Masivo Funeral en Haití por Cuatro Víctimas de Violento Ataque de Pandillas

Internacionales
Cientos de ciudadanos haitianos se reunieron el domingo en una iglesia cercana a la capital para despedir a cuatro de las 47 personas que perdieron la vida en un brutal asalto perpetrado por pandillas. Este suceso ha conmocionado a una nación que ha lidiado con la violencia durante años, y los asistentes expresaron su dolor y su esperanza en medio de la tragedia.

Cientos de habitantes se congregaron el domingo en una iglesia próxima a la capital de Haití para el servicio fúnebre de cuatro de las 47 personas que fueron asesinadas por grupos criminales en una agresión tan salvaje que impactó a un país que ha enfrentado la violencia durante años. Los dolientes se secaban las lágrimas, alzaban las manos y gritaban mientras los féretros llegaban a un templo en la comunidad agrícola de Kenscoff. “Agradecemos a todos los que vinieron en señal de apoyo a las familias que fallecieron y a quienes perdieron a sus seres queridos”, afirmó el pastor Jean Robert Dorlus. “Dios les abrirá un lugar para recibirlos”.

Dentro del recinto religioso, la gente se movía al ritmo de la música góspel. Algunos sollozaban con los hombros temblorosos. Había tanta gente en la iglesia que decenas de personas no lograron entrar y siguieron los servicios desde las ventanas mientras rendían homenaje a quienes estaban siendo velados: una madre, un padre y su hijo, y un hombre de 70 años a quien los pandilleros incendiaron. “Los conozco desde hace mucho tiempo”, comentó Yvon Marleus, residente de Kenscoff que perdió a un primo durante el ataque. “Son personas respetadas en la comunidad”.

Las pandillas secuestraron a más de 50 individuos durante el asalto, aunque recientemente liberaron a seis niños y siete mujeres tras la intervención de líderes comunitarios y la UNICEF. Se trata de uno de los peores secuestros masivos de los últimos años en Haití, y los sobrevivientes han organizado protestas mientras culpan a la policía por no haber evitado la agresión. “No actuaron a tiempo para detener la masacre”, alegó Marleus.

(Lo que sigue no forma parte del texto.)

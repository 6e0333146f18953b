//! Null head - accepts and discards every payload
//!
//! Useful for benchmarking the pipeline itself and as the terminal head in
//! tests.

use std::io;

use async_trait::async_trait;

use super::{SinkHead, WriteError};

/// Head that swallows all writes
#[derive(Debug, Default)]
pub struct NullHead;

impl NullHead {
    /// Create a null head
    pub fn new() -> Self {
        Self
    }
}

#[async_trait]
impl SinkHead for NullHead {
    async fn connect(&self) -> io::Result<()> {
        Ok(())
    }

    async fn write(&self, payload: &[u8]) -> Result<usize, WriteError> {
        Ok(payload.len())
    }

    async fn start(&self) -> io::Result<()> {
        Ok(())
    }

    async fn stop(&self) -> io::Result<()> {
        Ok(())
    }
}

#[cfg(test)]
mod tests {
    use super::*;

    #[tokio::test]
    async fn test_null_head_accepts_everything() {
        let head = NullHead::new();
        head.connect().await.unwrap();
        assert_eq!(head.write(b"payload").await.unwrap(), 7);
        head.stop().await.unwrap();
    }
}
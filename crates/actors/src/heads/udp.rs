//! UDP head - delivers payloads as connected datagrams
//!
//! A datagram either leaves the socket or it does not; there is no
//! connection to poison. Send failures still ask for a reconnect so a
//! re-resolve of the target picks up address changes.

use std::io;

use async_trait::async_trait;
use tokio::net::UdpSocket;
use tokio::sync::Mutex;

use super::{SinkHead, WriteError};

/// Head sending each payload as one datagram
pub struct UdpHead {
    target: String,
    socket: Mutex<Option<UdpSocket>>,
}

impl UdpHead {
    /// Create a head targeting `host:port`
    pub fn new(target: impl Into<String>) -> Self {
        Self {
            target: target.into(),
            socket: Mutex::new(None),
        }
    }
}

#[async_trait]
impl SinkHead for UdpHead {
    async fn connect(&self) -> io::Result<()> {
        let mut socket = self.socket.lock().await;
        socket.take();

        let bound = UdpSocket::bind("0.0.0.0:0").await?;
        bound.connect(&self.target).await?;

        tracing::debug!(target = %self.target, "udp head connected");
        *socket = Some(bound);
        Ok(())
    }

    async fn write(&self, payload: &[u8]) -> Result<usize, WriteError> {
        let mut socket = self.socket.lock().await;
        let bound = socket.as_mut().ok_or_else(WriteError::not_connected)?;

        match bound.send(payload).await {
            Ok(n) => Ok(n),
            Err(e) => {
                socket.take();
                Err(WriteError::reconnect(e))
            }
        }
    }

    async fn start(&self) -> io::Result<()> {
        Ok(())
    }

    async fn stop(&self) -> io::Result<()> {
        self.socket.lock().await.take();
        Ok(())
    }
}
use super::*;

fn chain() -> Topology {
    let mut topo = Topology::new();
    topo.add_edge("in", "route");
    topo.add_edge("route", "out");
    topo
}

#[test]
fn test_consumers_sort_before_producers() {
    let order = chain().sorted().unwrap();
    assert_eq!(order, vec!["out", "route", "in"]);
}

#[test]
fn test_diamond_keeps_both_branches_ahead() {
    let mut topo = Topology::new();
    topo.add_edge("in", "left");
    topo.add_edge("in", "right");
    topo.add_edge("left", "out");
    topo.add_edge("right", "out");

    let order = topo.sorted().unwrap();
    let pos = |name: &str| order.iter().position(|n| n == name).unwrap();
    assert!(pos("out") < pos("left"));
    assert!(pos("out") < pos("right"));
    assert!(pos("left") < pos("in"));
    assert!(pos("right") < pos("in"));
}

#[test]
fn test_isolated_node_is_included() {
    let mut topo = chain();
    topo.add_node("lonely");
    let order = topo.sorted().unwrap();
    assert_eq!(order.len(), 4);
    assert!(order.contains(&"lonely".to_owned()));
}

#[test]
fn test_duplicate_edges_are_harmless() {
    let mut topo = chain();
    topo.add_edge("in", "route");
    let order = topo.sorted().unwrap();
    assert_eq!(order, vec!["out", "route", "in"]);
}

#[test]
fn test_duplicate_nodes_collapse() {
    let mut topo = Topology::new();
    assert_eq!(topo.add_node("a"), topo.add_node("a"));
    assert_eq!(topo.len(), 1);
}

#[test]
fn test_cycle_is_rejected() {
    let mut topo = Topology::new();
    topo.add_edge("a", "b");
    topo.add_edge("b", "c");
    topo.add_edge("c", "a");
    let err = topo.sorted().unwrap_err();
    assert!(matches!(err, PipelineError::CycleDetected { .. }));
}

#[test]
fn test_self_loop_is_rejected() {
    let mut topo = Topology::new();
    topo.add_edge("a", "a");
    assert!(matches!(
        topo.sorted().unwrap_err(),
        PipelineError::CycleDetected { .. }
    ));
}

#[test]
fn test_empty_topology_sorts_empty() {
    assert!(Topology::new().sorted().unwrap().is_empty());
}
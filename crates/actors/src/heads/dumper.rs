//! Dumper head - appends payloads to a local file
//!
//! One payload per line. The file is opened on `connect`, so a deleted or
//! rotated-away file heals through the sink's reconnect path.

use std::io;
use std::path::PathBuf;

use async_trait::async_trait;
use tokio::fs::{File, OpenOptions};
use tokio::io::AsyncWriteExt;
use tokio::sync::Mutex;

use super::{SinkHead, WriteError};

/// Head that appends each payload as a line to a file
pub struct DumperHead {
    path: PathBuf,

    /// Open file handle (protected by mutex for reconnection)
    file: Mutex<Option<File>>,
}

impl DumperHead {
    /// Create a dumper head writing to `path`
    pub fn new(path: impl Into<PathBuf>) -> Self {
        Self {
            path: path.into(),
            file: Mutex::new(None),
        }
    }
}

#[async_trait]
impl SinkHead for DumperHead {
    async fn connect(&self) -> io::Result<()> {
        let mut file = self.file.lock().await;
        file.take();

        let opened = OpenOptions::new()
            .create(true)
            .append(true)
            .open(&self.path)
            .await?;

        tracing::debug!(path = %self.path.display(), "dumper head opened file");
        *file = Some(opened);
        Ok(())
    }

    async fn write(&self, payload: &[u8]) -> Result<usize, WriteError> {
        let mut file = self.file.lock().await;
        let handle = file.as_mut().ok_or_else(WriteError::not_connected)?;

        let result = async {
            handle.write_all(payload).await?;
            handle.write_all(b"\n").await?;
            handle.flush().await?;
            Ok::<(), io::Error>(())
        }
        .await;

        match result {
            Ok(()) => Ok(payload.len() + 1),
            Err(e) => {
                // A failed handle is useless; force a reopen.
                file.take();
                Err(WriteError::reconnect(e))
            }
        }
    }

    async fn start(&self) -> io::Result<()> {
        Ok(())
    }

    async fn stop(&self) -> io::Result<()> {
        let mut file = self.file.lock().await;
        if let Some(mut handle) = file.take() {
            handle.flush().await?;
        }
        Ok(())
    }
}
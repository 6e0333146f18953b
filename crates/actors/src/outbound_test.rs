//! Outbound link tests

use std::sync::Arc;
use std::time::Duration;

use tokio::time::timeout;

use flowd_core::{Actor, CoreError, Message, Status};

use crate::testutil::collector;

use super::*;

#[tokio::test]
async fn test_dispatch_without_peers_is_unroutable() {
    let out = Outbound::new("orphan", 8);
    let msg = Message::new(b"x");

    out.dispatch(msg.clone()).await.unwrap();

    // Completed inline, never blocks.
    assert_eq!(msg.status(), Status::Unroutable);
}

#[tokio::test]
async fn test_single_peer_receives_original() {
    let out = Outbound::new("src", 8);
    let (peer, mut received) = collector("dst", Some(Status::Done));
    out.connect(1, peer);

    let msg = Message::new(b"payload");
    out.dispatch(msg.clone()).await.unwrap();

    let status = timeout(Duration::from_secs(1), msg.completed())
        .await
        .unwrap();
    assert_eq!(status, Status::Done);

    let delivered = received.recv().await.unwrap();
    assert_eq!(delivered.body().as_ref(), b"payload");
}

#[tokio::test]
async fn test_multi_peer_dispatch_sends_copies() {
    let out = Outbound::new("src", 8);
    let (peer_a, mut recv_a) = collector("a", Some(Status::Done));
    let (peer_b, mut recv_b) = collector("b", Some(Status::Done));
    out.connect(1, peer_a);
    out.connect(1, peer_b);

    let msg = Message::new(b"payload");
    msg.set_meta("sendto", "a");
    out.dispatch(msg.clone()).await.unwrap();

    // All enqueues succeeded, so the original is Done.
    let status = timeout(Duration::from_secs(1), msg.completed())
        .await
        .unwrap();
    assert_eq!(status, Status::Done);

    // Each peer got its own copy carrying the metadata.
    let copy_a = recv_a.recv().await.unwrap();
    let copy_b = recv_b.recv().await.unwrap();
    assert_eq!(copy_a.meta("sendto").unwrap().as_str(), Some("a"));
    assert_eq!(copy_b.body().as_ref(), b"payload");
}

#[tokio::test]
async fn test_reconnecting_same_peer_reuses_queue() {
    let out = Outbound::new("src", 8);
    let (peer, mut received) = collector("dst", Some(Status::Done));
    out.connect(1, Arc::clone(&peer) as Arc<dyn Actor>);
    out.connect(2, peer);

    assert_eq!(out.len(), 1);

    out.dispatch(Message::new(b"one")).await.unwrap();
    assert!(received.recv().await.is_some());
}

#[tokio::test]
async fn test_send_to_unknown_peer_fails() {
    let out = Outbound::new("src", 8);
    let err = out.send("ghost", Message::new(b"x")).await.unwrap_err();
    assert!(matches!(err, CoreError::QueueClosed { .. }));
}

#[tokio::test]
async fn test_close_drops_links() {
    let out = Outbound::new("src", 8);
    let (peer, _received) = collector("dst", None);
    out.connect(1, peer);
    assert!(!out.is_empty());

    out.close();
    assert!(out.is_empty());
    assert!(out.sender("dst").is_none());
}
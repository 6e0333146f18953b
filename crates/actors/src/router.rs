//! Router - metadata-driven single-destination dispatch
//!
//! The router forwards each message to exactly one named peer, chosen by
//! the `sendto` metadata entry. A message naming a peer no edge exists for
//! is completed `Unroutable` on the spot - that is a terminal outcome for
//! the message, not a router fault, so `receive` still returns `Ok`.
//!
//! # Ordering
//!
//! FIFO order to a single peer holds with a worker pool of 1; larger pools
//! trade ordering for throughput.

use std::sync::Arc;

use async_trait::async_trait;

use flowd_core::{Actor, Constructor, Context, Lifecycle, Message, Params, Result, Status};

use crate::outbound::{complete_quietly, edge_queue_size, Outbound};

/// Metadata key naming the destination peer
pub const META_SENDTO: &str = "sendto";

/// Single-key dispatch actor
pub struct Router {
    name: String,
    out: Outbound,
    lifecycle: Lifecycle,
}

impl Router {
    /// Registry constructor for `core.router`
    pub fn build(name: &str, ctx: Arc<Context>, params: &Params) -> Result<Arc<dyn Actor>> {
        Ok(Arc::new(Self {
            name: name.to_owned(),
            out: Outbound::new(name, edge_queue_size(&ctx, params)),
            lifecycle: Lifecycle::new(),
        }))
    }

    /// Number of distinct routable peers
    pub fn route_count(&self) -> usize {
        self.out.len()
    }
}

// Matches the registry constructor shape.
const _: Constructor = Router::build;

#[async_trait]
impl Actor for Router {
    fn name(&self) -> &str {
        &self.name
    }

    async fn connect(&self, parallelism: usize, peer: Arc<dyn Actor>) -> Result<()> {
        self.out.connect(parallelism, peer);
        Ok(())
    }

    async fn receive(&self, msg: Message) -> Result<()> {
        let destination = msg.meta(META_SENDTO).and_then(|v| v.as_str().map(String::from));

        let Some(destination) = destination else {
            tracing::debug!(actor = %self.name, "message carries no routing key");
            complete_quietly(&self.name, &msg, Status::Unroutable);
            return Ok(());
        };

        // Senders are cloned under the same lock discipline `connect`
        // mutates the map with; the guard is gone before the enqueue blocks.
        match self.out.sender(&destination) {
            Some(tx) => tx.send(msg).await.map_err(|_| {
                flowd_core::CoreError::QueueClosed {
                    actor: self.name.clone(),
                }
            }),
            None => {
                tracing::debug!(
                    actor = %self.name,
                    destination = %destination,
                    "no route for destination"
                );
                complete_quietly(&self.name, &msg, Status::Unroutable);
                Ok(())
            }
        }
    }

    async fn start(&self) -> Result<()> {
        self.lifecycle.start(&self.name)?;
        tracing::info!(actor = %self.name, routes = self.route_count(), "router started");
        Ok(())
    }

    async fn stop(&self) -> Result<()> {
        self.lifecycle.stop(&self.name)?;
        self.out.close();
        tracing::info!(actor = %self.name, "router stopped");
        Ok(())
    }
}

impl std::fmt::Debug for Router {
    fn fmt(&self, f: &mut std::fmt::Formatter<'_>) -> std::fmt::Result {
        f.debug_struct("Router")
            .field("name", &self.name)
            .field("routes", &self.route_count())
            .finish()
    }
}

#[cfg(test)]
#[path = "router_test.rs"]
mod router_test;
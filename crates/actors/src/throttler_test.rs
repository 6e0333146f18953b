use std::sync::Arc;
use std::time::Duration;

use tokio::time::timeout;

use flowd_core::{Actor, CoreError, Message, Params, Status, Value};

use crate::testutil::{collector, test_context};

use super::*;

fn rps_params(rps: i64) -> Params {
    let mut params = Params::new();
    params.insert("rps".into(), Value::from(rps));
    params
}

fn new_throttler(rps: i64) -> Arc<dyn Actor> {
    let (ctx, _failures) = test_context(1);
    Throttler::build("limit", ctx, &rps_params(rps)).unwrap()
}

#[test]
fn test_build_requires_rps() {
    let (ctx, _failures) = test_context(1);
    let err = Throttler::build("limit", ctx, &Params::new()).unwrap_err();
    assert!(matches!(err, CoreError::MissingParam { .. }));
}

#[test]
fn test_build_rejects_non_positive_rps() {
    let (ctx, _failures) = test_context(1);
    let err = Throttler::build("limit", ctx, &rps_params(0)).unwrap_err();
    assert!(matches!(err, CoreError::InvalidParam { .. }));
}

#[tokio::test]
async fn test_within_quota_passes_through() {
    let throttler = new_throttler(1000);
    let (peer, mut received) = collector("peer", Some(Status::Done));
    throttler.connect(1, peer).await.unwrap();
    throttler.start().await.unwrap();

    let msg = Message::new(b"quick");
    throttler.receive(msg.clone()).await.unwrap();
    let got = timeout(Duration::from_secs(5), received.recv())
        .await
        .unwrap()
        .unwrap();
    assert_eq!(&got.body()[..], b"quick");
    let status = timeout(Duration::from_secs(5), msg.completed())
        .await
        .unwrap();
    assert_eq!(status, Status::Done);

    throttler.stop().await.unwrap();
}

#[tokio::test]
async fn test_over_quota_completes_throttled() {
    // Burst of one token: the second immediate message must be dropped.
    let throttler = new_throttler(1);
    let (peer, mut received) = collector("peer", Some(Status::Done));
    throttler.connect(1, peer).await.unwrap();
    throttler.start().await.unwrap();

    let first = Message::new(b"first");
    throttler.receive(first.clone()).await.unwrap();
    let status = timeout(Duration::from_secs(5), first.completed())
        .await
        .unwrap();
    assert_eq!(status, Status::Done);

    let second = Message::new(b"second");
    throttler.receive(second.clone()).await.unwrap();
    let status = timeout(Duration::from_secs(5), second.completed())
        .await
        .unwrap();
    assert_eq!(status, Status::Throttled);

    // Only the first made it downstream.
    let got = timeout(Duration::from_secs(5), received.recv())
        .await
        .unwrap()
        .unwrap();
    assert_eq!(&got.body()[..], b"first");
    assert!(received.try_recv().is_err());

    throttler.stop().await.unwrap();
}
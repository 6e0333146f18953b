//! Sink heads - the external delivery capability a sink wraps
//!
//! A head is the actual transport (TCP, UDP, file, null). The sink owns
//! exactly one head and drives it through this contract; reconnection
//! policy lives in the sink, the head only reports whether a failed write
//! warrants one.

use std::io;
use std::sync::Arc;

use async_trait::async_trait;
use thiserror::Error;

use flowd_core::{CoreError, Params, Result};

mod dumper;
mod null;
mod tcp;
mod udp;

pub use dumper::DumperHead;
pub use null::NullHead;
pub use tcp::TcpHead;
pub use udp::UdpHead;

/// A failed delivery attempt
#[derive(Debug, Error)]
#[error("{source}")]
pub struct WriteError {
    /// The underlying IO failure
    #[source]
    pub source: io::Error,

    /// Whether the sink should re-establish the connection before the
    /// next attempt
    pub reconnect: bool,
}

impl WriteError {
    /// A write failure that poisoned the connection
    pub fn reconnect(source: io::Error) -> Self {
        Self {
            source,
            reconnect: true,
        }
    }

    /// A write failure the current connection can survive
    pub fn transient(source: io::Error) -> Self {
        Self {
            source,
            reconnect: false,
        }
    }

    /// The standing "no connection established" failure
    pub fn not_connected() -> Self {
        Self::reconnect(io::Error::new(
            io::ErrorKind::NotConnected,
            "no connection to target",
        ))
    }
}

/// External delivery capability
#[async_trait]
pub trait SinkHead: Send + Sync {
    /// Establish (or re-establish) the transport connection
    async fn connect(&self) -> io::Result<()>;

    /// Deliver one payload; returns the number of bytes written
    async fn write(&self, payload: &[u8]) -> std::result::Result<usize, WriteError>;

    /// One-time head startup
    async fn start(&self) -> io::Result<()>;

    /// Final head shutdown
    async fn stop(&self) -> io::Result<()>;
}

impl std::fmt::Debug for dyn SinkHead {
    fn fmt(&self, f: &mut std::fmt::Formatter<'_>) -> std::fmt::Result {
        f.write_str("SinkHead")
    }
}

/// Build the head selected by the `sink_type` parameter
///
/// Recognised types: `null`, `dumper` (requires `out_path`), `tcp` and
/// `udp` (both require `target_addr`).
pub fn build_head(actor: &str, params: &Params) -> Result<Arc<dyn SinkHead>> {
    let sink_type = params
        .get("sink_type")
        .ok_or_else(|| CoreError::MissingParam {
            actor: actor.to_owned(),
            param: "sink_type".to_owned(),
        })?;
    let sink_type = sink_type.as_str().ok_or_else(|| CoreError::InvalidParam {
        actor: actor.to_owned(),
        param: "sink_type".to_owned(),
        reason: format!("expected string, got {}", sink_type.type_name()),
    })?;

    match sink_type {
        "null" => Ok(Arc::new(NullHead::new())),
        "dumper" => Ok(Arc::new(DumperHead::new(required_str(
            actor, params, "out_path",
        )?))),
        "tcp" => Ok(Arc::new(TcpHead::new(required_str(
            actor,
            params,
            "target_addr",
        )?))),
        "udp" => Ok(Arc::new(UdpHead::new(required_str(
            actor,
            params,
            "target_addr",
        )?))),
        other => Err(CoreError::InvalidParam {
            actor: actor.to_owned(),
            param: "sink_type".to_owned(),
            reason: format!("unknown sink type {other:?}"),
        }),
    }
}

/// Fetch a required string parameter
pub(crate) fn required_str(actor: &str, params: &Params, param: &str) -> Result<String> {
    let value = params.get(param).ok_or_else(|| CoreError::MissingParam {
        actor: actor.to_owned(),
        param: param.to_owned(),
    })?;
    value
        .as_str()
        .map(str::to_owned)
        .ok_or_else(|| CoreError::InvalidParam {
            actor: actor.to_owned(),
            param: param.to_owned(),
            reason: format!("expected string, got {}", value.type_name()),
        })
}
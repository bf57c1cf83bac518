use core::fmt;
use serde::{Deserialize, Serialize};

/// Single coordinate axis used for grid width, height, and positions.
pub type Coord = u8;

/// Count type used for mine counts and total-cell counts.
pub type CellCount = u16;

/// Grid dimensions `(width, height)`.
pub type Coord2 = (Coord, Coord);

pub const fn mult(a: Coord, b: Coord) -> CellCount {
    let a = a as CellCount;
    let b = b as CellCount;
    a.saturating_mul(b)
}

/// Position of a cell, `x` grows to the right and `y` grows downwards.
#[derive(
    Copy, Clone, Debug, Default, PartialEq, Eq, PartialOrd, Ord, Hash, Serialize, Deserialize,
)]
pub struct Point2D {
    pub x: Coord,
    pub y: Coord,
}

impl Point2D {
    pub const fn new(x: Coord, y: Coord) -> Self {
        Self { x, y }
    }

    pub const fn is_within(self, (width, height): Coord2) -> bool {
        self.x < width && self.y < height
    }

    /// Applies `delta`, returning a value only when it remains in bounds.
    pub fn offset(self, (dx, dy): (i8, i8), (max_x, max_y): Coord2) -> Option<Self> {
        let x = self.x.checked_add_signed(dx)?;
        if x >= max_x {
            return None;
        }

        let y = self.y.checked_add_signed(dy)?;
        if y >= max_y {
            return None;
        }

        Some(Self { x, y })
    }

    /// Position of the `index`-th cell, counting row by row.
    pub const fn from_index(index: CellCount, width: Coord) -> Self {
        let width = width as CellCount;
        Self {
            x: (index % width) as Coord,
            y: (index / width) as Coord,
        }
    }

    // cells are stored row by row
    pub(crate) fn to_nd_index(self) -> [usize; 2] {
        [self.y.into(), self.x.into()]
    }
}

impl From<Coord2> for Point2D {
    fn from((x, y): Coord2) -> Self {
        Self { x, y }
    }
}

impl From<Point2D> for Coord2 {
    fn from(pos: Point2D) -> Self {
        (pos.x, pos.y)
    }
}

impl fmt::Display for Point2D {
    fn fmt(&self, f: &mut fmt::Formatter<'_>) -> fmt::Result {
        write!(f, "({}, {})", self.x, self.y)
    }
}

const DISPLACEMENTS: [(i8, i8); 8] = [
    (-1, -1),
    (0, -1),
    (1, -1),
    (-1, 0),
    (1, 0),
    (-1, 1),
    (0, 1),
    (1, 1),
];

/// Moore neighbourhood of a cell, clipped at the grid edges.
#[derive(Debug, Clone)]
pub struct NeighborIter {
    center: Point2D,
    bounds: Coord2,
    index: u8,
}

impl NeighborIter {
    pub fn new(center: Point2D, bounds: Coord2) -> Self {
        Self {
            center,
            bounds,
            index: 0,
        }
    }
}

impl Iterator for NeighborIter {
    type Item = Point2D;

    fn next(&mut self) -> Option<Self::Item> {
        loop {
            if usize::from(self.index) >= DISPLACEMENTS.len() {
                return None;
            }

            let next_item = self
                .center
                .offset(DISPLACEMENTS[usize::from(self.index)], self.bounds);
            self.index += 1;

            if next_item.is_some() {
                return next_item;
            }
        }
    }
}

La Policía Nacional de Haití ha declarado que ordenó una investigación para establecer los hechos y determinar si el ataque fue resultado de “complicidad o negligencia”. Fuera de la iglesia, civiles montaban guardia con armas automáticas, listos para repeler cualquier nuevo ataque de las pandillas con la ayuda de agentes de policía apostados cerca del lugar. Jean Calixte Juste, un residente de Kenscoff, contó que él y dos primos tuvieron suerte de sobrevivir.